2. All clinicians and staff should be trained on weight bias and stigma, and this knowledge should be shared with trainee staff.

3. Ensure availability of clinical equipment and furniture that accommodates all individuals, and provide privacy when taking measurements of weight and body composition.

4. Use person-centred language when discussing weight. Always ask if the person wishes to discuss their weight or have measurements, and respect their decision.

People living with obesity face significant “weight bias”, which can be defined as negative attitudes, stereotypes and blame from other people due to their weight. This can be explicit and obvious when it occurs, or implicit/unconscious on the part of the person responsible for the bias. It is thought to be mainly driven by the mistaken belief that weight is within a person’s control and that the person living with obesity has chosen to take actions resulting in their current weight.

Weight bias can lead to “weight stigma”, defined as social devaluation and mistreatment of people based on weight or size. This can impact all aspects of the person’s life, including their access to healthcare and employment. Even those who have not experienced significant weight stigma may anticipate it, and some people absorb negative attitudes and apply them to themselves, a situation called “self-stigma”.

Weight stigma and bias: Standards of care in overweight and obesity – 2025 from the Professional Practice Committee of the American Diabetes Association’s Obesity Association, published in BMJ Open Diabetes Research & Care (Bannuru et al, 2025), forms one of the first sections of the full Standards of Care in Overweight and Obesity currently in development. The Obesity Association is a division of the American Diabetes Association and aims to reduce the prevalence of obesity and improve health outcomes for people living with obesity.

Standards of care in overweight and obesity – 2025

Weight stigma can have a significant impact on physical and mental health, as outlined in this guidance. Perhaps the most surprising information highlighted is how common and detrimental weight bias and stigma can be amongst healthcare professionals, and the guidance outlines practical steps we can take to minimise the impact in our clinical practice.

Both the Lancet Commission on Obesity and this guidance highlight that weight bias is recognised to have a significant impact on effective access to and delivery of optimal care for people living with obesity. This section of the Standards of care provides seven recommendations in three important areas:

●  Education and training:

  • All clinicians and staff should be trained on weight bias and stigma.

●  Clinical environment and practice:

  • Implement protocols to minimise risk of stigmatisation during provision of healthcare services, including during measurements and communication.

  • Ensure availability of clinical equipment and furniture that accommodates all individuals.

  • Provide privacy during measurements, including locating scales in a private place.

●  Communication and collaboration:

  • Use person-centred and non-judgemental language that supports collaboration, including using person-first language.

  • Engage in shared decision-making, including collaborative goal setting and supporting long-term obesity care.

  • Ask permission to discuss weight and before weighing. Explore preferred terms/words to discuss weight.

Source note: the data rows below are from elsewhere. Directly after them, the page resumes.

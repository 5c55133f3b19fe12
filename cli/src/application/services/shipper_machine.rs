//! Application service: ensure the shipper app has a machine.
//!
//! Imports only from `crate::domain` and `crate::application::ports`.

use anyhow::{Context, Result};
use serde::Serialize;

use crate::application::ports::{MachineLauncher, MachineLister, ProgressReporter, RegionLocator};
use crate::domain::AppRef;
use crate::domain::LaunchRequest;
use crate::domain::config::ShipperConfig;

/// Outcome of `ensure_shipper_machine`.
#[derive(Debug, Clone, PartialEq, Eq, Serialize)]
#[serde(tag = "status", rename_all = "snake_case")]
pub enum MachineOutcome {
    /// The app already had at least one machine; nothing was launched.
    Existing { count: usize },
    /// A machine was launched by this run.
    Launched { machine_id: String, region: String },
}

/// Ensure `app` has at least one machine, launching one if it has none.
///
/// Only the presence of a machine is checked; state, image and count beyond
/// one are not. New machines go to `settings.region` when it is set and
/// non-blank, otherwise to the nearest region.
///
/// # Errors
///
/// Returns an error if listing, region discovery, or launch fails.
pub async fn ensure_shipper_machine(
    regions: &impl RegionLocator,
    machines: &(impl MachineLister + MachineLauncher),
    settings: &ShipperConfig,
    reporter: &impl ProgressReporter,
    app: &AppRef,
) -> Result<MachineOutcome> {
    let existing = machines
        .list_machines(app)
        .await
        .with_context(|| format!("listing machines of {}", app.name))?;
    if !existing.is_empty() {
        tracing::debug!(app = %app.name, count = existing.len(), "shipper machine present");
        return Ok(MachineOutcome::Existing {
            count: existing.len(),
        });
    }

    let region = match settings.region() {
        Some(region) => region.to_string(),
        None => regions
            .nearest_region()
            .await
            .context("determining nearest region")?,
    };

    reporter.step(&format!("launching log shipper machine in {region}..."));
    let request = LaunchRequest::shipper(&settings.image, &region);
    let machine = machines
        .launch_machine(app, &request)
        .await
        .with_context(|| format!("launching log shipper machine for {}", app.name))?;
    reporter.success(&format!(
        "launched log shipper app {} in the {region} region",
        app.name
    ));

    Ok(MachineOutcome::Launched {
        machine_id: machine.id,
        region,
    })
}
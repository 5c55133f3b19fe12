//! Spinner helpers for long-running remote calls.

#![allow(clippy::expect_used)] // Templates are compile-time constants

use std::time::Duration;

use indicatif::{ProgressBar, ProgressStyle};

/// Create a spinner for a remote step of unknown duration.
///
/// # Panics
///
/// Panics if the spinner template string is invalid (it is a compile-time constant and will not panic).
#[must_use]
pub fn spinner(msg: &str) -> ProgressBar {
    let pb = ProgressBar::new_spinner();
    pb.set_style(
        ProgressStyle::default_spinner()
            .tick_strings(&["⠋", "⠙", "⠹", "⠸", "⠼", "⠴", "⠦", "⠧", "⠇", "⠏", "⠿"])
            .template("  {spinner:.cyan} {msg}")
            .expect("valid template"),
    );
    pb.set_message(msg.to_string());
    pb.enable_steady_tick(Duration::from_millis(80));
    pb
}

/// Finish a spinner, replacing it with a checkmark line.
pub fn finish_ok(pb: &ProgressBar, msg: &str) {
    pb.set_style(
        ProgressStyle::default_spinner()
            .template("  {prefix} {msg}")
            .expect("valid template"),
    );
    pb.set_prefix("✓");
    pb.finish_with_message(msg.to_string());
}

/// Stop a spinner without leaving a line behind.
pub fn clear(pb: &ProgressBar) {
    pb.finish_and_clear();
}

These standards of care are open-access and provide a list of training resources both for clinicians and for people living with obesity. There is also a really useful checklist of minimum accommodations and resources we should provide in our surgeries and clinics to avoid further contributing to weight stigma.

Effects of weight stigma on the individual

The guideline reminds us that experiencing weight stigma can have immediate and significant effects on people’s physical and psychological health (Puhl et al, 2016). Experiencing weight stigma causes stress, which translates into increased risk of binge eating, increased calorie intake, lower motivation and less physical activity, which all facilitate further weight gain. Physiological reactivity increases levels of cortisol, C-reactive protein and HbA1c.

The weight stigma also results in lower adherence to treatments, lower likelihood of attending for follow-up and delay in health screening, amongst other impacts. The resulting weight gain and lower use of health services can, in turn, result in both psychological and physical health distress, including anxiety, depression, low self-esteem, substance misuse and suicidal feelings, as well as poor glycaemic control, decreased self-management of chronic disease, lower health-related quality of life and poorly controlled long-term conditions.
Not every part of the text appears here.